Der demografische Wandel im Westen ist in erster Linie Ausdruck tiefgreifender kultureller und normativer Veränderungen, die individuelle Selbstverwirklichung, beruflichen Erfolg und persönliche Freiheit in den Mittelpunkt stellt. Staatliche Maßnahmen – Elternzeitregelungen, finanzielle Transferleistungen oder der Ausbau von Kinderbetreuung – können unter diesen Vorzeichen zwar strukturelle Hürden abbauen, aber sie bewirken nur begrenzt, dass Menschen sich tatsächlich für Kinder entscheiden. Selbst Länder wie Frankreich, Schweden oder Ungarn, die hier Vorreiter sind, erreichen nicht mehr das Bestandserhaltungsniveau. Die Erfahrungen deuten darauf hin, dass erfolgreiche Familienpolitik weniger von monetären Anreizen abhängt als von sozialer Infrastruktur und gesellschaftlicher Haltung. Denn finanzielle Anreize verlieren ihre Wirkung, wenn die kulturelle Erzählung vom erfüllten Leben ohne Kinder übermächtig wird. Entscheidend ist eine politische Rahmensetzung, die Vereinbarkeit und Planungssicherheit gewährleistet, zugleich aber die gesellschaftliche Wertschätzung von Familie stärkt. Wo Kinder primär als individuelles Lebensrisiko wahrgenommen werden, bleiben Geburtenraten niedrig – unabhängig von materiellen Anreizen. Langfristig erfordert die demografische Stabilisierung daher einen kulturellen Perspektivwechsel: Familie muss wieder als gemeinschaftlich getragene Zukunftsaufgabe verstanden werden. Denn eine Gesellschaft, die dauerhaft auf nachwachsende Generationen verzichtet, riskiert nicht nur ihre soziale Stabilität, sondern verliert jenen unerschöpflichen Quell an Neugier, Risikobereitschaft und visionärem Denken, an Innovationsfreude und Erfindergeist, den oft nur junge Menschen mitbringen – jene kreative Unruhe, die Gesellschaften seit jeher erneuert, transformiert und vor der Erstarrung bewahrt hat.

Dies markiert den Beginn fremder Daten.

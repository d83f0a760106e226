use std::fmt;

use super::types::{NginxConfig, Upstream};

/// Генерирует канонический текст stream конфига nginx из модели.
///
/// Вывод детерминирован: одна и та же модель всегда даёт один и тот же текст.
/// Значения не экранируются, пробел, `{` или `;` внутри имени испортят конфиг.
pub fn serialize_config(config: &NginxConfig) -> String {
    let map_entries = std::iter::once(format!("    default {};", config.default_upstream))
        .chain(
            config
                .ip_mappings
                .iter()
                .map(|m| format!("    {} {};", m.ip, m.upstream)),
        )
        .collect::<Vec<_>>()
        .join("\n");

    let upstream_blocks = config
        .upstreams
        .iter()
        .map(render_upstream)
        .collect::<Vec<_>>()
        .join("\n\n");

    format!(
        r#"load_module modules/ngx_stream_module.so;

worker_processes auto;

events {{
  worker_connections 1024;
}}

stream {{
  log_format {log_format}
    'ts=$time_local msec=$msec '
    '$remote_addr:$remote_port -> $upstream_addr '
    'status=$status bytes_sent=$bytes_sent bytes_received=$bytes_received '
    'time=$session_time';

  access_log {log_path} {log_format};

  map $remote_addr $printer_upstream {{
{map_entries}
  }}

{upstream_blocks}

  server {{
    listen {listen_port};
    proxy_pass $printer_upstream;
  }}
}}
"#,
        log_format = config.log_format,
        log_path = config.log_path,
        map_entries = map_entries,
        upstream_blocks = upstream_blocks,
        listen_port = config.listen_port,
    )
}

fn render_upstream(upstream: &Upstream) -> String {
    let servers = upstream
        .servers
        .iter()
        .map(|s| format!("  server {};", s.address))
        .collect::<Vec<_>>()
        .join("\n");

    format!("upstream {} {{\n{}\n}}", upstream.name, servers)
}

impl fmt::Display for NginxConfig {
    fn fmt(&self, f: &mut fmt::Formatter<'_>) -> fmt::Result {
        f.write_str(&serialize_config(self))
    }
}

#[cfg(test)]
mod tests {
    use super::*;
    use crate::config::types::IpMapping;

    #[test]
    fn test_serialize_default_config() {
        let text = serialize_config(&NginxConfig::default());

        assert!(text.starts_with("load_module modules/ngx_stream_module.so;\n\nworker_processes auto;\n"));
        assert!(text.contains("events {\n  worker_connections 1024;\n}"));
        assert!(text.contains("  log_format tcp_router\n    'ts=$time_local msec=$msec '\n"));
        assert!(text.contains("    'time=$session_time';\n"));
        assert!(text.contains("  access_log /var/log/nginx/tcp_router_9100.log tcp_router;\n"));
        assert!(text.contains(
            "  map $remote_addr $printer_upstream {\n    default printer_down;\n    10.1.0.30 printer_down;\n"
        ));
        assert!(text.contains(
            "upstream printer_down {\n  server 10.1.0.11:9100;\n}\n\nupstream printer_up {\n  server 10.1.0.12:9100;\n}"
        ));
        assert!(text.ends_with("  server {\n    listen 9100;\n    proxy_pass $printer_upstream;\n  }\n}\n"));
    }

    #[test]
    fn test_mapping_lines_follow_model_order() {
        let mut config = NginxConfig::default();
        config.ip_mappings = vec![
            IpMapping::new("10.1.0.34", "printer_up"),
            IpMapping::new("10.1.0.30", "printer_down"),
        ];

        let text = serialize_config(&config);
        let first = text.find("10.1.0.34 printer_up;").unwrap();
        let second = text.find("10.1.0.30 printer_down;").unwrap();
        assert!(first < second);
    }

    #[test]
    fn test_metadata_not_emitted() {
        let mut config = NginxConfig::default();
        config.ip_mappings[0] = config.ip_mappings[0].clone().with_name("Kasse 30");

        let text = serialize_config(&config);
        assert!(!text.contains("Kasse"));
        assert_eq!(text, serialize_config(&config.without_metadata()));
    }

    #[test]
    fn test_upstream_without_servers() {
        let upstream = Upstream::new("empty", &[]);
        assert_eq!(render_upstream(&upstream), "upstream empty {\n\n}");
    }

    #[test]
    fn test_display_matches_serialize() {
        let config = NginxConfig::default();
        assert_eq!(config.to_string(), serialize_config(&config));
    }

    #[test]
    fn test_dangling_reference_emitted_verbatim() {
        let mut config = NginxConfig::default();
        config.default_upstream = "ghost".to_string();

        assert!(serialize_config(&config).contains("    default ghost;\n"));
    }
}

Politik kann diesen Wandel moderieren und flankieren, aber nicht verordnen. Vielleicht liegt die größte Herausforderung für Europa und Deutschland darin, Familie wieder als Zukunftsprojekt zu begreifen – nicht als private Bürde, sondern als kollektive Investition in das Fortbestehen einer einst wegweisenden Gesellschaft.

¹Anja Reschke auf TikTok und Instagram: »Ein Kind, das im Jahr 2021 geboren wurde, wird in seinem Leben durchschnittlich doppelt so viele Waldbrände, zwei- bis dreimal so viele Dürren, fast dreimal so viele Flussüberschwemmungen und Ernteausfälle sowie sieben Mal mehr Hitzewellen erleben als eine Person, die heute 60 ist. (…) Und jedes weitere Kind verursacht im Laufe seines Lebens potenziell weiteres CO₂.« (TikTok).
²Dann haben wir sieben Millionen Syrer in Deutschland,
CICERO Online, 23.12.2025. Demografische Zeitbombe – Migrationsforscher kritisiert schnelle Einbürgerung, WELT Online, 30.12.2025.